The first indications of lithium in Central Ostrobothnia were discovered in 1956 in Kaustinen when a lithium phosphate mineral called triphylite was observed in boulders containing beryl. Late in the summer of 1959, prospector Arvo Puumala from Kaustinen presented summer trainee geologist Ilmari Haapala from Suomen Mineraali Oy some boulders from Nikula, Kaustinen, containing an abundance of a mineral unknown to both of them. The mineral proved to be spodumene, a rate lithium mineral which had never been found in Finland outside Eräjärvi and Somero.

The first lithium deposits are found

After discovering the spodumene, Suomen Mineraali Oy launched an extensive boulder mapping project, led by geologist Klaus Säynäjärvi, in Kaustinen and its surrounding municipalities. After the company had been taken over by Paraisten Kalkkivuori Oy, the exploration went on to reveal lithium deposits in Emmes and Jänislampi in Alaveteli as well as in Länttä, Ullava. The lithium deposits in Länttä and Emmes were drilled in the 1960s in order to commence potential mining operations. Veins of spodumene were also discovered in Vintturi, Kaustinen as well as Ruohojärvi, Kälviä.

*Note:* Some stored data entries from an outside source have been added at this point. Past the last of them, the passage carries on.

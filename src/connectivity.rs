//! Network connectivity signal.
//!
//! [`ConnectivityMonitor`] is an explicitly constructed context object: the
//! host creates one, feeds it online/offline transitions, and hands clones to
//! the cache layer. Consumers subscribe through a `watch` receiver and
//! unsubscribe by dropping it.

use std::sync::Arc;
use tokio::sync::watch;

/// Connectivity snapshot.
#[derive(Clone, Copy, Debug, PartialEq, Eq)]
pub struct ConnectivityState {
    /// The environment reports network connectivity.
    pub is_online: bool,
    /// Set when the connection drops, cleared when it returns.
    pub is_offline_mode: bool,
}

impl ConnectivityState {
    fn online() -> Self {
        ConnectivityState {
            is_online: true,
            is_offline_mode: false,
        }
    }
}

/// Shared connectivity context. Clones observe the same state.
#[derive(Clone)]
pub struct ConnectivityMonitor {
    state: Arc<watch::Sender<ConnectivityState>>,
}

impl ConnectivityMonitor {
    /// New monitor reporting online.
    pub fn new() -> Self {
        Self::with_state(ConnectivityState::online())
    }

    /// New monitor with an initial online flag.
    pub fn starting(is_online: bool) -> Self {
        Self::with_state(ConnectivityState {
            is_online,
            is_offline_mode: false,
        })
    }

    fn with_state(state: ConnectivityState) -> Self {
        let (tx, _rx) = watch::channel(state);
        ConnectivityMonitor {
            state: Arc::new(tx),
        }
    }

    /// Current online flag, read synchronously.
    pub fn is_online(&self) -> bool {
        self.state.borrow().is_online
    }

    /// True after the connection dropped and until it comes back.
    pub fn is_offline_mode(&self) -> bool {
        self.state.borrow().is_offline_mode
    }

    /// Full snapshot.
    pub fn state(&self) -> ConnectivityState {
        *self.state.borrow()
    }

    /// Record an online/offline transition. Repeated values do not notify.
    pub fn set_online(&self, is_online: bool) {
        let changed = self.state.send_if_modified(|state| {
            if state.is_online == is_online {
                return false;
            }
            state.is_online = is_online;
            state.is_offline_mode = !is_online;
            true
        });

        if changed {
            if is_online {
                info!("Connectivity restored");
            } else {
                warn!("Connectivity lost, switching to offline mode");
            }
        }
    }

    /// Subscribe to transitions. Drop the receiver to unsubscribe.
    pub fn subscribe(&self) -> watch::Receiver<ConnectivityState> {
        self.state.subscribe()
    }

    /// Number of live subscribers.
    pub fn subscriber_count(&self) -> usize {
        self.state.receiver_count()
    }
}

impl Default for ConnectivityMonitor {
    fn default() -> Self {
        Self::new()
    }
}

First tests to produce lithium carbonate

Paraisten Kalkkivuori Oy, later Partek Oy, studied the exploitation of the lithium deposits extensively in 1976–1982. The research covered the mineral processing tests for producing spodumene concentrate as well as its by-products: quartz, feldspar and mica concentrates. The refining of spodumene concentrate into lithium carbonate, the most common merchandised form of lithium, was also studied until the point that the decision on the investment was possible. However, the idea of mining and mineral processing operations and initiating the production of lithium carbonate was abandoned in the early 1980s due to the limited volume of the global lithium market and the major market risks.

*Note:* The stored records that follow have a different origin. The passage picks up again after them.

//! User-facing notifications.
//!
//! The controller only sees the [`Notifier`] trait. [`NotificationCenter`] is
//! the stock implementation: an explicitly constructed context object that
//! keeps the visible toasts, dismisses each one after a fixed display
//! duration, and broadcasts every change to its subscribers.

use std::fmt;
use std::sync::{Arc, Mutex, MutexGuard, PoisonError, Weak};
use std::time::Duration;
use tokio::sync::broadcast;

/// How long a notification stays visible.
pub const DEFAULT_DISPLAY_DURATION: Duration = Duration::from_millis(3000);

const EVENT_CAPACITY: usize = 64;

/// Severity of a notification.
#[derive(Clone, Copy, Debug, PartialEq, Eq, Hash)]
pub enum NotificationKind {
    Success,
    Error,
    Info,
    Warning,
}

impl fmt::Display for NotificationKind {
    fn fmt(&self, f: &mut fmt::Formatter<'_>) -> fmt::Result {
        match self {
            NotificationKind::Success => write!(f, "success"),
            NotificationKind::Error => write!(f, "error"),
            NotificationKind::Info => write!(f, "info"),
            NotificationKind::Warning => write!(f, "warning"),
        }
    }
}

/// A visible notification.
#[derive(Clone, Debug, PartialEq, Eq)]
pub struct Notification {
    pub id: String,
    pub message: String,
    pub kind: NotificationKind,
}

/// Change broadcast to subscribers.
#[derive(Clone, Debug, PartialEq, Eq)]
pub enum NotificationEvent {
    Added(Notification),
    Dismissed(String),
}

/// Sink for user-facing messages. Fire-and-forget.
pub trait Notifier: Send + Sync {
    fn notify(&self, message: &str, kind: NotificationKind);
}

/// Type alias for shared notifier reference.
pub type NotifierRef = Arc<dyn Notifier>;

/// Notifier that drops every message.
#[derive(Clone, Copy, Debug, Default)]
pub struct SilentNotifier;

impl Notifier for SilentNotifier {
    fn notify(&self, _message: &str, _kind: NotificationKind) {}
}

struct Inner {
    visible: Mutex<Vec<Notification>>,
    events: broadcast::Sender<NotificationEvent>,
    display_duration: Duration,
}

impl Inner {
    fn visible(&self) -> MutexGuard<'_, Vec<Notification>> {
        self.visible.lock().unwrap_or_else(PoisonError::into_inner)
    }

    fn dismiss(&self, id: &str) -> bool {
        let removed = {
            let mut visible = self.visible();
            let before = visible.len();
            visible.retain(|n| n.id != id);
            visible.len() != before
        };

        if removed {
            // No subscribers is fine
            let _ = self.events.send(NotificationEvent::Dismissed(id.to_string()));
        }
        removed
    }
}

/// Shared notification context. Clones observe the same notifications.
///
/// # Example
///
/// ```
/// use crud_kit::notification::{NotificationCenter, NotificationKind};
///
/// let center = NotificationCenter::new();
/// let id = center.success("Saved");
///
/// assert_eq!(center.notifications()[0].kind, NotificationKind::Success);
/// center.dismiss(&id);
/// assert!(center.notifications().is_empty());
/// ```
#[derive(Clone)]
pub struct NotificationCenter {
    inner: Arc<Inner>,
}

impl NotificationCenter {
    /// New center with the default 3 second display duration.
    pub fn new() -> Self {
        Self::with_display_duration(DEFAULT_DISPLAY_DURATION)
    }

    /// New center with a custom display duration.
    pub fn with_display_duration(display_duration: Duration) -> Self {
        let (events, _rx) = broadcast::channel(EVENT_CAPACITY);
        NotificationCenter {
            inner: Arc::new(Inner {
                visible: Mutex::new(Vec::new()),
                events,
                display_duration,
            }),
        }
    }

    /// Show a notification and return its id.
    ///
    /// Inside a Tokio runtime the notification is dismissed automatically
    /// after the display duration; outside one it stays until dismissed.
    pub fn add(&self, message: impl Into<String>, kind: NotificationKind) -> String {
        let notification = Notification {
            id: uuid::Uuid::new_v4().to_string(),
            message: message.into(),
            kind,
        };
        let id = notification.id.clone();

        debug!("Notification {} ({}): {}", id, kind, notification.message);
        self.inner.visible().push(notification.clone());
        let _ = self.inner.events.send(NotificationEvent::Added(notification));

        self.schedule_dismiss(id.clone());
        id
    }

    pub fn success(&self, message: impl Into<String>) -> String {
        self.add(message, NotificationKind::Success)
    }

    pub fn error(&self, message: impl Into<String>) -> String {
        self.add(message, NotificationKind::Error)
    }

    pub fn info(&self, message: impl Into<String>) -> String {
        self.add(message, NotificationKind::Info)
    }

    pub fn warning(&self, message: impl Into<String>) -> String {
        self.add(message, NotificationKind::Warning)
    }

    /// Remove a notification before its timer fires. Returns false if it was already gone.
    pub fn dismiss(&self, id: &str) -> bool {
        self.inner.dismiss(id)
    }

    /// Snapshot of visible notifications, oldest first.
    pub fn notifications(&self) -> Vec<Notification> {
        self.inner.visible().clone()
    }

    /// Subscribe to add/dismiss events. Drop the receiver to unsubscribe.
    pub fn subscribe(&self) -> broadcast::Receiver<NotificationEvent> {
        self.inner.events.subscribe()
    }

    /// Number of live subscribers.
    pub fn subscriber_count(&self) -> usize {
        self.inner.events.receiver_count()
    }

    fn schedule_dismiss(&self, id: String) {
        let Ok(handle) = tokio::runtime::Handle::try_current() else {
            return;
        };

        // The timer must not keep a dropped center alive
        let weak: Weak<Inner> = Arc::downgrade(&self.inner);
        let delay = self.inner.display_duration;
        handle.spawn(async move {
            tokio::time::sleep(delay).await;
            if let Some(inner) = weak.upgrade() {
                inner.dismiss(&id);
            }
        });
    }
}

impl Default for NotificationCenter {
    fn default() -> Self {
        Self::new()
    }
}

impl Notifier for NotificationCenter {
    fn notify(&self, message: &str, kind: NotificationKind) {
        self.add(message, kind);
    }
}

#[cfg(test)]
mod tests {
    use super::*;

    #[test]
    fn test_add_and_dismiss_without_runtime() {
        let center = NotificationCenter::new();

        let first = center.info("one");
        let second = center.warning("two");
        assert_ne!(first, second);

        let visible = center.notifications();
        assert_eq!(visible.len(), 2);
        assert_eq!(visible[0].message, "one");
        assert_eq!(visible[1].kind, NotificationKind::Warning);

        assert!(center.dismiss(&first));
        assert!(!center.dismiss(&first));
        assert_eq!(center.notifications().len(), 1);
    }

    #[tokio::test(start_paused = true)]
    async fn test_auto_dismiss_after_display_duration() {
        let center = NotificationCenter::new();
        center.success("saved");

        tokio::time::sleep(Duration::from_millis(2_999)).await;
        assert_eq!(center.notifications().len(), 1);

        tokio::time::sleep(Duration::from_millis(2)).await;
        assert!(center.notifications().is_empty());
    }

    #[tokio::test]
    async fn test_subscribers_see_add_and_dismiss() {
        let center = NotificationCenter::new();
        let mut rx = center.subscribe();

        let id = center.error("boom");
        center.dismiss(&id);

        match rx.recv().await.expect("added event") {
            NotificationEvent::Added(n) => {
                assert_eq!(n.message, "boom");
                assert_eq!(n.kind, NotificationKind::Error);
            }
            other => panic!("Expected Added, got {:?}", other),
        }
        assert_eq!(
            rx.recv().await.expect("dismissed event"),
            NotificationEvent::Dismissed(id)
        );

        drop(rx);
        assert_eq!(center.subscriber_count(), 0);
    }

    #[test]
    fn test_notifier_trait_object() {
        let center = NotificationCenter::new();
        let notifier: NotifierRef = Arc::new(center.clone());

        notifier.notify("hello", NotificationKind::Info);
        assert_eq!(center.notifications()[0].message, "hello");
    }

    #[test]
    fn test_independent_centers() {
        let a = NotificationCenter::new();
        let b = NotificationCenter::new();

        a.info("only in a");
        assert!(b.notifications().is_empty());
    }

    #[test]
    fn test_kind_display() {
        assert_eq!(NotificationKind::Success.to_string(), "success");
        assert_eq!(NotificationKind::Warning.to_string(), "warning");
    }
}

The Keliber project and the establishment of the company

The Keliber working group was established in the spring of 1999 when the group staked claims on five lithium deposits. The group drew up a project plan and started to look for funding for a preliminary research project in the autumn of the same year. The rural department of the Central Ostrobothnian public employment and business services centre granted the project EU funding, and the preliminary research project was launched in early 2000 and continued until the autumn of 2001. The promising results from the preliminary investigation led to the founding of the research and development company Keliber Resources Ltd.

In 2001–2006, Keliber Resources Ltd and Outotec developed in co-operation a new lithium carbonate production process specifically customised for the lithium deposits of Central Ostrobothnia. In 2006, Keliber Resources Ltd Oy was granted environmental and mining licences for Länttä, Ullava and an environmental licence for lithium production in Kalavesi, Kaustinen. Keliber Resources Ltd Oy was renamed Keliber Oy the same year.

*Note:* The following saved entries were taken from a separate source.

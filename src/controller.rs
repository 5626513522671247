//! List-and-mutate lifecycle for one resource type.
//!
//! A [`ResourceController`] owns the visible collection of a resource along
//! with its loading flag and inline error message. The four operations run
//! the bound [`CrudRepository`] calls, apply the result to the collection and
//! report the outcome through a [`Notifier`].
//!
//! # Failure handling
//!
//! Every failure is normalized with [`Error::user_message`] and the same text
//! is both stored as `error_message` and sent as one error notification. The
//! collection is never touched by a failed operation. `fetch_all` absorbs the
//! failure; the mutations return it so the caller can keep its form open.
//!
//! # Concurrency
//!
//! Operations are not serialized. State changes land in the order the
//! operations resolve, and `is_loading`/`error_message` reflect whichever
//! operation finished last.

use crate::config::Messages;
use crate::entity::{EntityId, Resource};
use crate::error::{Error, Result};
use crate::notification::{NotificationKind, NotifierRef};
use crate::repository::CrudRepository;
use std::sync::Arc;
use tokio::sync::watch;

/// Snapshot of a controller's state.
#[derive(Clone, Debug, PartialEq)]
pub struct ResourceState<T> {
    pub items: Vec<T>,
    pub is_loading: bool,
    pub error_message: Option<String>,
}

impl<T> Default for ResourceState<T> {
    fn default() -> Self {
        ResourceState {
            items: Vec::new(),
            is_loading: false,
            error_message: None,
        }
    }
}

/// State controller for resource type `T`.
///
/// # Example
///
/// ```ignore
/// let controller = ResourceController::new(users.bindings(), Arc::new(center.clone()));
///
/// controller.fetch_all().await;
/// let created = controller.create_item(draft).await?;
/// assert_eq!(controller.items().last(), created.as_ref());
/// ```
pub struct ResourceController<T: Resource> {
    repository: CrudRepository<T>,
    state: Arc<watch::Sender<ResourceState<T>>>,
    notifier: NotifierRef,
    messages: Messages,
}

impl<T: Resource> ResourceController<T> {
    /// Controller with an empty collection and messages named after the resource.
    pub fn new(repository: CrudRepository<T>, notifier: NotifierRef) -> Self {
        let (tx, _rx) = watch::channel(ResourceState::default());
        ResourceController {
            repository,
            state: Arc::new(tx),
            notifier,
            messages: Messages::for_resource(T::resource_name()),
        }
    }

    /// Replace the success and failure texts.
    pub fn with_messages(mut self, messages: Messages) -> Self {
        self.messages = messages;
        self
    }

    /// Start from an already loaded collection.
    pub fn with_items(self, items: Vec<T>) -> Self {
        self.state.send_modify(|state| state.items = items);
        self
    }

    /// Full state snapshot.
    pub fn state(&self) -> ResourceState<T> {
        self.state.borrow().clone()
    }

    pub fn items(&self) -> Vec<T> {
        self.state.borrow().items.clone()
    }

    pub fn is_loading(&self) -> bool {
        self.state.borrow().is_loading
    }

    pub fn error_message(&self) -> Option<String> {
        self.state.borrow().error_message.clone()
    }

    /// Subscribe to state changes. Drop the receiver to unsubscribe.
    pub fn subscribe(&self) -> watch::Receiver<ResourceState<T>> {
        self.state.subscribe()
    }

    /// Reload the whole collection.
    ///
    /// On failure the previous collection stays visible and the error is
    /// recorded and notified, not returned.
    pub async fn fetch_all(&self) {
        let Some(list) = self.repository.list_op() else {
            debug!("No list operation bound for {}", T::resource_name());
            return;
        };

        self.begin();
        match list().await {
            Ok(items) => {
                debug!("Loaded {} {} item(s)", items.len(), T::resource_name());
                self.state.send_modify(|state| {
                    state.items = items;
                    state.is_loading = false;
                });
            }
            Err(e) => {
                self.fail(&e, &self.messages.fetch_failed);
            }
        }
    }

    /// Create a resource and append it to the collection.
    ///
    /// Returns `Ok(None)` when no create operation is bound.
    ///
    /// # Errors
    ///
    /// Returns the operation's error after recording and notifying it.
    pub async fn create_item(&self, draft: T::Draft) -> Result<Option<T>> {
        let Some(create) = self.repository.create_op() else {
            debug!("No create operation bound for {}", T::resource_name());
            return Ok(None);
        };

        self.begin();
        match create(draft).await {
            Ok(created) => {
                info!("Created {} {}", T::resource_name(), created.id());
                let appended = created.clone();
                let created_id = appended.id();
                self.state.send_modify(|state| {
                    // servers may hand back an id already in the collection
                    state.items.retain(|item| item.id() != created_id);
                    state.items.push(appended);
                    state.is_loading = false;
                });
                self.notifier
                    .notify(&self.messages.create_succeeded, NotificationKind::Success);
                Ok(Some(created))
            }
            Err(e) => {
                self.fail(&e, &self.messages.create_failed);
                Err(e)
            }
        }
    }

    /// Update a resource and replace it in the collection, keeping its position.
    ///
    /// If the collection has no item with `id`, the collection is left as is.
    /// Returns `Ok(None)` when no update operation is bound.
    ///
    /// # Errors
    ///
    /// Returns the operation's error after recording and notifying it.
    pub async fn update_item(&self, id: EntityId, patch: T::Patch) -> Result<Option<T>> {
        let Some(update) = self.repository.update_op() else {
            debug!("No update operation bound for {}", T::resource_name());
            return Ok(None);
        };

        self.begin();
        match update(id, patch).await {
            Ok(updated) => {
                info!("Updated {} {}", T::resource_name(), id);
                let replacement = updated.clone();
                self.state.send_modify(|state| {
                    match state.items.iter_mut().find(|item| item.id() == id) {
                        Some(slot) => *slot = replacement,
                        None => debug!(
                            "Updated {} {} is not in the collection",
                            T::resource_name(),
                            id
                        ),
                    }
                    state.is_loading = false;
                });
                self.notifier
                    .notify(&self.messages.update_succeeded, NotificationKind::Success);
                Ok(Some(updated))
            }
            Err(e) => {
                self.fail(&e, &self.messages.update_failed);
                Err(e)
            }
        }
    }

    /// Delete a resource and remove it from the collection.
    ///
    /// Does nothing when no delete operation is bound.
    ///
    /// # Errors
    ///
    /// Returns the operation's error after recording and notifying it.
    pub async fn delete_item(&self, id: EntityId) -> Result<()> {
        let Some(delete) = self.repository.delete_op() else {
            debug!("No delete operation bound for {}", T::resource_name());
            return Ok(());
        };

        self.begin();
        match delete(id).await {
            Ok(()) => {
                info!("Deleted {} {}", T::resource_name(), id);
                self.state.send_modify(|state| {
                    state.items.retain(|item| item.id() != id);
                    state.is_loading = false;
                });
                self.notifier
                    .notify(&self.messages.delete_succeeded, NotificationKind::Success);
                Ok(())
            }
            Err(e) => {
                self.fail(&e, &self.messages.delete_failed);
                Err(e)
            }
        }
    }

    fn begin(&self) {
        self.state.send_modify(|state| {
            state.is_loading = true;
            state.error_message = None;
        });
    }

    /// Record the normalized message and notify it once.
    fn fail(&self, error: &Error, default: &str) {
        let message = error.user_message(default);
        error!(
            "{} operation failed: {} ({})",
            T::resource_name(),
            message,
            error
        );

        let inline = message.clone();
        self.state.send_modify(|state| {
            state.error_message = Some(inline);
            state.is_loading = false;
        });
        self.notifier.notify(&message, NotificationKind::Error);
    }
}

In addition to the mining licence in Syväjärvi (2019) and Länttä, the company holds a number of exploration permits and claims in the extensive lithium province of Central Ostrobothnia. Today, the company is mostly owned by Finnish investment companies and private investors. The largest individual owner of the company with over 24 % of the shares is Finnish Minerals Group. Other large owners include Nordic Mining ASA, Jorma Takanen and Mine Invest.